**DESCRIPTION OF THE TASK:**
Using the listing below, copy exactly the lines from the one containing "share a bucket" to the one containing "pub use config::ScoringConfig;", both lines included, and no others.

################

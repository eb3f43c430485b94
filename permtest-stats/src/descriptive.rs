//! Single-value summaries of a numeric sample.
//!
//! Provides [`mean`], [`median`], and [`mode`], plus [`summarize`] which
//! dispatches on a [`Statistic`] chosen at runtime.

use std::collections::HashMap;
use std::fmt;
use std::str::FromStr;

use permtest_core::{PermtestError, Result};

/// Which summary [`summarize`] computes.
#[derive(Debug, Clone, Copy, PartialEq, Eq)]
#[cfg_attr(feature = "serde", derive(serde::Serialize, serde::Deserialize))]
pub enum Statistic {
    Mean,
    Median,
    Mode,
}

impl Statistic {
    pub fn as_str(&self) -> &'static str {
        match self {
            Statistic::Mean => "mean",
            Statistic::Median => "median",
            Statistic::Mode => "mode",
        }
    }
}

impl fmt::Display for Statistic {
    fn fmt(&self, f: &mut fmt::Formatter<'_>) -> fmt::Result {
        f.write_str(self.as_str())
    }
}

impl FromStr for Statistic {
    type Err = PermtestError;

    fn from_str(s: &str) -> Result<Self> {
        match s.to_ascii_lowercase().as_str() {
            "mean" => Ok(Statistic::Mean),
            "median" => Ok(Statistic::Median),
            "mode" => Ok(Statistic::Mode),
            other => Err(PermtestError::InvalidInput(format!(
                "unknown statistic '{}' (expected mean, median, or mode)",
                other
            ))),
        }
    }
}

/// Compute `stat` over `data`.
///
/// # Errors
///
/// Returns an error if `data` is empty.
pub fn summarize(data: &[f64], stat: Statistic) -> Result<f64> {
    match stat {
        Statistic::Mean => mean(data),
        Statistic::Median => median(data),
        Statistic::Mode => mode(data),
    }
}

/// Arithmetic mean.
pub fn mean(data: &[f64]) -> Result<f64> {
    if data.is_empty() {
        return Err(PermtestError::InvalidInput(
            "mean: data must not be empty".into(),
        ));
    }
    Ok(data.iter().sum::<f64>() / data.len() as f64)
}

/// Median: the central value for odd lengths, the average of the two central
/// values for even lengths.
pub fn median(data: &[f64]) -> Result<f64> {
    if data.is_empty() {
        return Err(PermtestError::InvalidInput(
            "median: data must not be empty".into(),
        ));
    }
    let mut sorted = data.to_vec();
    sorted.sort_by(|a, b| a.total_cmp(b));
    let n = sorted.len();
    let (lo, hi) = ((n - 1) / 2, n / 2);
    Ok(0.5 * sorted[lo] + 0.5 * sorted[hi])
}

/// Most frequent value.
///
/// Ties go to whichever value first reached the winning count in a single
/// left-to-right scan.
pub fn mode(data: &[f64]) -> Result<f64> {
    if data.is_empty() {
        return Err(PermtestError::InvalidInput(
            "mode: data must not be empty".into(),
        ));
    }
    let mut counts: HashMap<u64, usize> = HashMap::new();
    let mut best = data[0];
    let mut best_count = 0usize;
    for &x in data {
        // -0.0 and 0.0 share a bucket
        let key = if x == 0.0 { 0u64 } else { x.to_bits() };
        let count = counts.entry(key).or_insert(0);
        *count += 1;
        if *count > best_count {
            best = x;
            best_count = *count;
        }
    }
    Ok(best)
}

// ── Tests ──────────────────────────────────────────────────────────────────
use civic_insights_api::run;

#[tokio::main]
async fn main() {
    if let Err(err) = run().await {
        eprintln!("application error: {err}");
        std::process::exit(1);
    }
}
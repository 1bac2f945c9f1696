pub mod config;
pub mod domain;
pub mod groups;
pub mod histogram;
pub mod quality;
pub mod readiness;
pub mod timeseries;

pub use config::ScoringConfig;
pub use domain::{ServiceRecord, ServiceResult, WardStatus, WARD_COUNT};
pub use groups::{GroupAggregate, WardAnalysis};
pub use histogram::{BinStrategy, CostBin, CostDistribution};
pub use quality::{DimensionScore, QualityDimension, QualityScorecard};
pub use readiness::{ReadinessLevel, ReadinessMetrics, Recommendation};
pub use timeseries::MonthlyRollup;

use chrono::NaiveDate;
use serde::Serialize;
use std::collections::HashSet;

/// Headline figures for the whole record set.
#[derive(Debug, Clone, Serialize)]
pub struct KpiSummary {
    pub total_services: usize,
    pub total_cost: f64,
    pub avg_cost: f64,
    pub pass_rate: f64,
    pub fail_rate: f64,
    pub unknown_rate: f64,
    pub divisions_represented: usize,
    pub wards_covered: usize,
}

/// The full analytics result for one record set. Everything here is a pure
/// function of the inputs and is recomputed from scratch on every call.
#[derive(Debug, Clone, Serialize)]
pub struct ServiceAnalytics {
    pub as_of: NaiveDate,
    pub kpi: KpiSummary,
    pub quality: QualityScorecard,
    pub cost_distribution: CostDistribution,
    pub ward_analysis: WardAnalysis,
    pub division_breakdown: Vec<GroupAggregate>,
    pub division_ranking: Vec<groups::EfficiencyRank>,
    pub time_series: Vec<MonthlyRollup>,
    pub readiness: ReadinessMetrics,
}

/// Run the whole pipeline over a caller-filtered record set. `as_of` anchors
/// every date-relative rule so results are reproducible.
pub fn analyze(
    records: &[ServiceRecord],
    as_of: NaiveDate,
    config: &ScoringConfig,
) -> ServiceAnalytics {
    let quality = QualityScorecard::assess(records, as_of, config);
    let readiness = readiness::readiness_metrics(records, &quality, as_of, config);
    let division_breakdown = groups::division_breakdown(records);
    let division_ranking = groups::efficiency_ranking(&division_breakdown);

    ServiceAnalytics {
        as_of,
        kpi: kpi_summary(records, config),
        quality,
        cost_distribution: histogram::cost_distribution(records),
        ward_analysis: groups::ward_analysis(records, config),
        division_breakdown,
        division_ranking,
        time_series: timeseries::monthly_rollups(records),
        readiness,
    }
}

fn kpi_summary(records: &[ServiceRecord], config: &ScoringConfig) -> KpiSummary {
    let mut totals = groups::GroupTotals::default();
    let mut divisions: HashSet<String> = HashSet::new();
    let mut wards: HashSet<i32> = HashSet::new();

    for record in records {
        totals.observe(record);
        if let Some(division) = record.division() {
            divisions.insert(division.to_ascii_lowercase());
        }
        if let WardStatus::InDomain(ward) = record.ward_status(config.ward_count) {
            wards.insert(ward);
        }
    }

    KpiSummary {
        total_services: totals.count,
        total_cost: totals.cost_sum,
        avg_cost: totals.avg_cost(),
        pass_rate: totals.rate(totals.passed),
        fail_rate: totals.rate(totals.failed),
        unknown_rate: totals.rate(totals.unknown),
        divisions_represented: divisions.len(),
        wards_covered: wards.len(),
    }
}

################

**RESULT OF THIS EXERCISE:**
        // -0.0 and 0.0 share a bucket
        let key = if x == 0.0 { 0u64 } else { x.to_bits() };
        let count = counts.entry(key).or_insert(0);
        *count += 1;
        if *count > best_count {
            best = x;
            best_count = *count;
        }
    }
    Ok(best)
}

// ── Tests ──────────────────────────────────────────────────────────────────
use civic_insights_api::run;

#[tokio::main]
async fn main() {
    if let Err(err) = run().await {
        eprintln!("application error: {err}");
        std::process::exit(1);
    }
}
repository 1bac2f945c9f1696
pub mod config;
pub mod domain;
pub mod groups;
pub mod histogram;
pub mod quality;
pub mod readiness;
pub mod timeseries;

pub use config::ScoringConfig;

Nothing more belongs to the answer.